Please quote only the lines that start at the one with "Self::from_lookup(|name| env::var(name).ok())" and go on to the last line of the data, both ends kept.
◇ ◇ ◇
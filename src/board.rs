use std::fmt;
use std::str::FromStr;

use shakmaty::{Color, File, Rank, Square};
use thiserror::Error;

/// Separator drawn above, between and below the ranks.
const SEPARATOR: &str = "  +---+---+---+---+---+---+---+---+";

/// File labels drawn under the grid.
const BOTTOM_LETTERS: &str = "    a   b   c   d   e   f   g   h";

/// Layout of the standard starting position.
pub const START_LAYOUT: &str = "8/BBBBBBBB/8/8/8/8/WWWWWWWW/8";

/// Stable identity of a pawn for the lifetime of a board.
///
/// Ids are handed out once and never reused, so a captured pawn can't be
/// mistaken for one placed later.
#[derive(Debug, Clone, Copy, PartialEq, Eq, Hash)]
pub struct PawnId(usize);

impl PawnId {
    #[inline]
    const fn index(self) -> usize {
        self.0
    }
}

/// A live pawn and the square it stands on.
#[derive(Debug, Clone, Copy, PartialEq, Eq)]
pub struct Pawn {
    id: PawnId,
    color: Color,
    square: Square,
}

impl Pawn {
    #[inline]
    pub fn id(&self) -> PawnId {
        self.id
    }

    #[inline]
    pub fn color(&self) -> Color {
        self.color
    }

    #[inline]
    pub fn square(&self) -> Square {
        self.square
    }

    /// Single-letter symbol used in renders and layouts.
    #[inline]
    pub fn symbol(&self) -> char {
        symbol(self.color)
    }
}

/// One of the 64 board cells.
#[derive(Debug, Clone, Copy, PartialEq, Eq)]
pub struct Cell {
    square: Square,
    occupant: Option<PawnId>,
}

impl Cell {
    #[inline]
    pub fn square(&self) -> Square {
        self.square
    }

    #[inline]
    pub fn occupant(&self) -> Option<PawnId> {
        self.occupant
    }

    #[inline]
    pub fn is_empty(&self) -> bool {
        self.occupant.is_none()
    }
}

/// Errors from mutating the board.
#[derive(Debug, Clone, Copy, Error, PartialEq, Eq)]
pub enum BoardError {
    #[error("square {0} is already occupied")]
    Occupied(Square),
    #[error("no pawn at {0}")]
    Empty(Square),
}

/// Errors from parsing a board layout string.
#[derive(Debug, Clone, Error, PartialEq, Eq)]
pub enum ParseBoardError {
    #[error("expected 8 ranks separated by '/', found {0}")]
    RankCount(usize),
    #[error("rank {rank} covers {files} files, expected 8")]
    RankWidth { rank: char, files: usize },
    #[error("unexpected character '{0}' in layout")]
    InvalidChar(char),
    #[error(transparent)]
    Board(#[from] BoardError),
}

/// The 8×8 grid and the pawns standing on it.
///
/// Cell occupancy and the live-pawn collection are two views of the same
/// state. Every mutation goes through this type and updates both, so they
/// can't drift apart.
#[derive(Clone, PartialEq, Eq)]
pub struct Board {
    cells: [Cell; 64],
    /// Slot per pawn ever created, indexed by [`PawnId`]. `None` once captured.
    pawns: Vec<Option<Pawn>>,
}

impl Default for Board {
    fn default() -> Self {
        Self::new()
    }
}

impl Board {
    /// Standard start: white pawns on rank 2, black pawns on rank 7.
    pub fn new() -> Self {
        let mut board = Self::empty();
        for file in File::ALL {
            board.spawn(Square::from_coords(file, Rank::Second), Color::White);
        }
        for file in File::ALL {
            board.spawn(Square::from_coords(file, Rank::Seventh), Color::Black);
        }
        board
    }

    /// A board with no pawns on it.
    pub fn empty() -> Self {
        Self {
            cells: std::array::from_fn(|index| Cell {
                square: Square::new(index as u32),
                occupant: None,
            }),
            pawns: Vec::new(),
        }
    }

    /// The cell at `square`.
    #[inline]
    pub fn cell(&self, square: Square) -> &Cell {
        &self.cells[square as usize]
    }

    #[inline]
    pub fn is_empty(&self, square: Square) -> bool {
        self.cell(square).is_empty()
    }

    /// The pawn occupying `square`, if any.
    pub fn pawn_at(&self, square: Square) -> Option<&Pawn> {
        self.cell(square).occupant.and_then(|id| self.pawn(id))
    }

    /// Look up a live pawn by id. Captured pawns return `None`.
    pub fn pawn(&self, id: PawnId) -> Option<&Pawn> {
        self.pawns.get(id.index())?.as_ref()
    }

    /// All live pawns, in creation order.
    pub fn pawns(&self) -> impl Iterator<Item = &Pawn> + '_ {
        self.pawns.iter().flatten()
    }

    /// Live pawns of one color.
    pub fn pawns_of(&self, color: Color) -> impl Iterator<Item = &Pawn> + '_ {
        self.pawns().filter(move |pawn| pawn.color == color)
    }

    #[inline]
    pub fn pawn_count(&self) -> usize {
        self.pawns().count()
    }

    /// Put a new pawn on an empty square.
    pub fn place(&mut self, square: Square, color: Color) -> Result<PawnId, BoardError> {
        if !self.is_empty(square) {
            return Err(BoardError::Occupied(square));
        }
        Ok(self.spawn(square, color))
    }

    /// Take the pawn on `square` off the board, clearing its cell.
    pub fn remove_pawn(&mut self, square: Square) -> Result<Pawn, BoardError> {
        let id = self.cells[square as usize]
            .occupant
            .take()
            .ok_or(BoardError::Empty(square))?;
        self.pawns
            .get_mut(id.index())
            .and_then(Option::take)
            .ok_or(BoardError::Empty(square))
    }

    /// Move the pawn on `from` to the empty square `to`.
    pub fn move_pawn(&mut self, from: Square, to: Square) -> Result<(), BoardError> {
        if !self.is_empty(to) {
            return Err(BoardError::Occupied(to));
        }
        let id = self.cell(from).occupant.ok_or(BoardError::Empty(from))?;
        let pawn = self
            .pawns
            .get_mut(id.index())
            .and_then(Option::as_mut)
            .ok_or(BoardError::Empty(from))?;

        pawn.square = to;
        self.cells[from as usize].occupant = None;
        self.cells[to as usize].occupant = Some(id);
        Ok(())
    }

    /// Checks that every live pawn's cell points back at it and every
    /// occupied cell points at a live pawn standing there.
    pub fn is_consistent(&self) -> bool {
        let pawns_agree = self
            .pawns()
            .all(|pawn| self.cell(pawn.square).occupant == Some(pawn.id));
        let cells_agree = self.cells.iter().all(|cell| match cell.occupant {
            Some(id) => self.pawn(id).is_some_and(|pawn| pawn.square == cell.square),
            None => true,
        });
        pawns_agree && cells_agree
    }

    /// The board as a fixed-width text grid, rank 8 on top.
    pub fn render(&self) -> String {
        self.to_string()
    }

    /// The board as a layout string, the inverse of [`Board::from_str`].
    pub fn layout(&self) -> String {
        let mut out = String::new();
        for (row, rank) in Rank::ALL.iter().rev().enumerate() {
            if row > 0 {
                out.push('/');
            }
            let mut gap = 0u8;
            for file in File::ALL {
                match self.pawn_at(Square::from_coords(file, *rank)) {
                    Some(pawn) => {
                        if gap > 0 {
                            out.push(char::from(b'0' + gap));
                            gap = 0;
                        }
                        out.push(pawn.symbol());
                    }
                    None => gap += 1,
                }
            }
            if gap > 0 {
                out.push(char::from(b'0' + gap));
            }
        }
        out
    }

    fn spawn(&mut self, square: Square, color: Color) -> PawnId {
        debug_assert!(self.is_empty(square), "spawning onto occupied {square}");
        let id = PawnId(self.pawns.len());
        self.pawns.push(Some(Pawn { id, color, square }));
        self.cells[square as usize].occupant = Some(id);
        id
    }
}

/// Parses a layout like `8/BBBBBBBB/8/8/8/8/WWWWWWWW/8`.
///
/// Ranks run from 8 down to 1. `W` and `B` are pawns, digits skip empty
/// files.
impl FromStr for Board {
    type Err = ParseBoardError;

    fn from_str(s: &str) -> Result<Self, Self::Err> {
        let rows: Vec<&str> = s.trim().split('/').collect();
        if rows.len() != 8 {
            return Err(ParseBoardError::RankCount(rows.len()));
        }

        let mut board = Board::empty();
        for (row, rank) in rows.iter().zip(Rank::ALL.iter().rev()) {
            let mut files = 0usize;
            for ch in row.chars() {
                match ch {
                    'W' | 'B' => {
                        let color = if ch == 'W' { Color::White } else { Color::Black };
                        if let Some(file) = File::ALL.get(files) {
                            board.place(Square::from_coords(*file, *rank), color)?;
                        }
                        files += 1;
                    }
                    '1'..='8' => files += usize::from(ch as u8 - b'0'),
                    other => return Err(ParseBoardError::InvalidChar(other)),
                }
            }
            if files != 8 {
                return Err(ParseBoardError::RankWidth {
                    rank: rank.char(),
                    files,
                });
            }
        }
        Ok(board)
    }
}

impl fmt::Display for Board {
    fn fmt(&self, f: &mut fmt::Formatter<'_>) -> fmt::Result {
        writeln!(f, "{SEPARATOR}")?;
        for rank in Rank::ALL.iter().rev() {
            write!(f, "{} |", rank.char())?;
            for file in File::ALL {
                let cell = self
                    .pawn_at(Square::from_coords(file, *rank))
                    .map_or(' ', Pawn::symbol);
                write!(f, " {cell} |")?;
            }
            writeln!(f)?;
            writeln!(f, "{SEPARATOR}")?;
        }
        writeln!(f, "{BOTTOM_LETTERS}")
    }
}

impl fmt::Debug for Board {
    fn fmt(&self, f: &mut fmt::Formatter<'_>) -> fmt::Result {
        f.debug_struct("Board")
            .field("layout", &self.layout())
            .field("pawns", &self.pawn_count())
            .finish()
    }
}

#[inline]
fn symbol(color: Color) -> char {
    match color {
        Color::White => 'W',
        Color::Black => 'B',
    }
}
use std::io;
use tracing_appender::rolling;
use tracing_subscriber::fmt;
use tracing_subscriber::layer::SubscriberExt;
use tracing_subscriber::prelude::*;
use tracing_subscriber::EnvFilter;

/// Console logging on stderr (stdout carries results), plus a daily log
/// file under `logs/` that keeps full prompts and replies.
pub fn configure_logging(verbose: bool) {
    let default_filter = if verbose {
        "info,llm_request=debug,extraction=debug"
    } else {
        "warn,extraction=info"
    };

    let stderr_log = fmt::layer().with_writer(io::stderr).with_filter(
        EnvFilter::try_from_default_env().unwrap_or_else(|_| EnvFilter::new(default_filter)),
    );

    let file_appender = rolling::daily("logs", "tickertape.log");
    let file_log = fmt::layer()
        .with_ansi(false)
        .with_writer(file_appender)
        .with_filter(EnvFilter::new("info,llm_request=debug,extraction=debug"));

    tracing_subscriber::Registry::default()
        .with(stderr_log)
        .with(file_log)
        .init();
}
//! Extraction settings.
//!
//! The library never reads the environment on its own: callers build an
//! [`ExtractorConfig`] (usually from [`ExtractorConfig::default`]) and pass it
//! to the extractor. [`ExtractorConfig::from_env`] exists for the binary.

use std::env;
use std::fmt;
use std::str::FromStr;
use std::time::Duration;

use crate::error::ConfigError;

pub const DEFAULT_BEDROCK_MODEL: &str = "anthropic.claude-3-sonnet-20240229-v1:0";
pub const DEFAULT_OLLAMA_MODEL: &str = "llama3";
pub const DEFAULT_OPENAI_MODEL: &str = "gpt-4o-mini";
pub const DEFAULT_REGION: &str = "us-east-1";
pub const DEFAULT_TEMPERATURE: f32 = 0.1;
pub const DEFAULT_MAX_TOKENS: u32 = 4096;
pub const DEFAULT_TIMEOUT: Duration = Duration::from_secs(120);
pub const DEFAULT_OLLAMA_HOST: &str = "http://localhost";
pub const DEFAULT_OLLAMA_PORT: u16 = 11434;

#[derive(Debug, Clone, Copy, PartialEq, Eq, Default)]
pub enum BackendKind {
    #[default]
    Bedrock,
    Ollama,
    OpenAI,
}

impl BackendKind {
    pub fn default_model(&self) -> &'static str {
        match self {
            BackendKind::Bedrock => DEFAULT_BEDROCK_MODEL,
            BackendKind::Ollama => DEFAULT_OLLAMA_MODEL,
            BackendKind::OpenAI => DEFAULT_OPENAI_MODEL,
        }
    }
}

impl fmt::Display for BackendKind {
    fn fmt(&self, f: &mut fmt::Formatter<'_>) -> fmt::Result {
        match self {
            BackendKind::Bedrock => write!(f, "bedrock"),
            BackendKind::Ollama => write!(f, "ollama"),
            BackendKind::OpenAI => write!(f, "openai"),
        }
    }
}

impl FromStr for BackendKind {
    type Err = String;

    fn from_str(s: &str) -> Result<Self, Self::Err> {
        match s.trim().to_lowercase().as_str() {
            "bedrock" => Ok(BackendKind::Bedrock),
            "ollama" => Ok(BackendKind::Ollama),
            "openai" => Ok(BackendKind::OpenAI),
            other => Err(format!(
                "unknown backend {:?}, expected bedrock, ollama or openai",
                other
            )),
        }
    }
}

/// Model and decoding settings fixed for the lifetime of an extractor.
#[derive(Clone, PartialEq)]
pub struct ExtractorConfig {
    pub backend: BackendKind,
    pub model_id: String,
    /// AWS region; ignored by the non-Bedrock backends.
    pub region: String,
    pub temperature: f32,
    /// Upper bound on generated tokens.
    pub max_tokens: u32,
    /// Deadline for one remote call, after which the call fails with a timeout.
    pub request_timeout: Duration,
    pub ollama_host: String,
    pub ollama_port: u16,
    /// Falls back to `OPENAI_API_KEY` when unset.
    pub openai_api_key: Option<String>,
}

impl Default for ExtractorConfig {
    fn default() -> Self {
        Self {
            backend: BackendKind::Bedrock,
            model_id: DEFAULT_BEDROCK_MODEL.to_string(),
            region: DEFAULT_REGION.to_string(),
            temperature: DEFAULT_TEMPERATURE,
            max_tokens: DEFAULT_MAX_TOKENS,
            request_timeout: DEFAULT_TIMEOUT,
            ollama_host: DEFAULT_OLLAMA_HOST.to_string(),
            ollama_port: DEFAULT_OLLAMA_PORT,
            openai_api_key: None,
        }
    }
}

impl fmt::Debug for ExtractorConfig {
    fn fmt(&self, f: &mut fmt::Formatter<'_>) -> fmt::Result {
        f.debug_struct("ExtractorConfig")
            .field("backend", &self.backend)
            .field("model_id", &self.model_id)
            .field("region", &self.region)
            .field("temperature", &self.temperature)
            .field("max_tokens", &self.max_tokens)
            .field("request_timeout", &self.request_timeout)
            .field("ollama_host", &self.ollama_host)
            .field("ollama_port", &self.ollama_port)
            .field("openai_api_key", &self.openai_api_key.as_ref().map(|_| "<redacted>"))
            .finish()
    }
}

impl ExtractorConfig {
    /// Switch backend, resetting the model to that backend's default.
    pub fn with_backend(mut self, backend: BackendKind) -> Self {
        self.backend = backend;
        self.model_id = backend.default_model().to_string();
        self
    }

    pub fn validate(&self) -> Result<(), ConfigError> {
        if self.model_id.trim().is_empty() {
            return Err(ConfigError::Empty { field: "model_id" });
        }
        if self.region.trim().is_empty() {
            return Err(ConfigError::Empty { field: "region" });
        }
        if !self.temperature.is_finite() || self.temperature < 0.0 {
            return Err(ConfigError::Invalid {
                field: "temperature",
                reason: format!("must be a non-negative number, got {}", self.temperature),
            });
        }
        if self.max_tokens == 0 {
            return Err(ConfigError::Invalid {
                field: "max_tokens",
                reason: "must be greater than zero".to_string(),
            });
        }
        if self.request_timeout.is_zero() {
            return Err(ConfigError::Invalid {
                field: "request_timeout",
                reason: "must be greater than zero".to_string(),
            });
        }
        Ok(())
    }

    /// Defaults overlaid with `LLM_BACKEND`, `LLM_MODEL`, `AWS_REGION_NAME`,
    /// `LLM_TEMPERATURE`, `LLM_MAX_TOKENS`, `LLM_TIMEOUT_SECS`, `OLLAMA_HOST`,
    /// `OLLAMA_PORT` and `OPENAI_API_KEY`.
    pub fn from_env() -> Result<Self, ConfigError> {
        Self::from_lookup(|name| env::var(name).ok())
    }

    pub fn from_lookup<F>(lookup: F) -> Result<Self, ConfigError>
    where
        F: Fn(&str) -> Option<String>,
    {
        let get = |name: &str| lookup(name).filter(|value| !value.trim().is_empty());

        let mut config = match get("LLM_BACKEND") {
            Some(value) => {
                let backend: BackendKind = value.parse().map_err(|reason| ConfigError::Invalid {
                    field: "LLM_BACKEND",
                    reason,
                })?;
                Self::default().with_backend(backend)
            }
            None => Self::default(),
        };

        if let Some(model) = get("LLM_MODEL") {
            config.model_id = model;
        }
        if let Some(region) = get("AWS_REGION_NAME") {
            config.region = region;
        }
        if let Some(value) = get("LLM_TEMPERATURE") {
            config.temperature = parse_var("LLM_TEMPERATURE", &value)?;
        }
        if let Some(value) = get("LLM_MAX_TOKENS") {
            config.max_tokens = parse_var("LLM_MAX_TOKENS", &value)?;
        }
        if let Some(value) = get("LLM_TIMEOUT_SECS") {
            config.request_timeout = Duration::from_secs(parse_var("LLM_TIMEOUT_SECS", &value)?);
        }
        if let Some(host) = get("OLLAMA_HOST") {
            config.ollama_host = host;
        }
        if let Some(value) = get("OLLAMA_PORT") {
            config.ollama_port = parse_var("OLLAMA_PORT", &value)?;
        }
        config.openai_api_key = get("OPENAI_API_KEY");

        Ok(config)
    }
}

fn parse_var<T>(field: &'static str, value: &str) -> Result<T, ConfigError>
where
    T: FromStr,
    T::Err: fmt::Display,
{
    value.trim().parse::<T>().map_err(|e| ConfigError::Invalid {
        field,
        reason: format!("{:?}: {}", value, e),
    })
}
◇ ◇ ◇
_Exercise solution_
        Self::from_lookup(|name| env::var(name).ok())
    }

    pub fn from_lookup<F>(lookup: F) -> Result<Self, ConfigError>
    where
        F: Fn(&str) -> Option<String>,
    {
        let get = |name: &str| lookup(name).filter(|value| !value.trim().is_empty());

        let mut config = match get("LLM_BACKEND") {
            Some(value) => {
                let backend: BackendKind = value.parse().map_err(|reason| ConfigError::Invalid {
                    field: "LLM_BACKEND",
                    reason,
                })?;
                Self::default().with_backend(backend)
            }
            None => Self::default(),
        };

        if let Some(model) = get("LLM_MODEL") {
            config.model_id = model;
        }
        if let Some(region) = get("AWS_REGION_NAME") {
            config.region = region;
        }
        if let Some(value) = get("LLM_TEMPERATURE") {
            config.temperature = parse_var("LLM_TEMPERATURE", &value)?;
        }
        if let Some(value) = get("LLM_MAX_TOKENS") {
            config.max_tokens = parse_var("LLM_MAX_TOKENS", &value)?;
        }
        if let Some(value) = get("LLM_TIMEOUT_SECS") {
            config.request_timeout = Duration::from_secs(parse_var("LLM_TIMEOUT_SECS", &value)?);
        }
        if let Some(host) = get("OLLAMA_HOST") {
            config.ollama_host = host;
        }
        if let Some(value) = get("OLLAMA_PORT") {
            config.ollama_port = parse_var("OLLAMA_PORT", &value)?;
        }
        config.openai_api_key = get("OPENAI_API_KEY");

        Ok(config)
    }
}

fn parse_var<T>(field: &'static str, value: &str) -> Result<T, ConfigError>
where
    T: FromStr,
    T::Err: fmt::Display,
{
    value.trim().parse::<T>().map_err(|e| ConfigError::Invalid {
        field,
        reason: format!("{:?}: {}", value, e),
    })
}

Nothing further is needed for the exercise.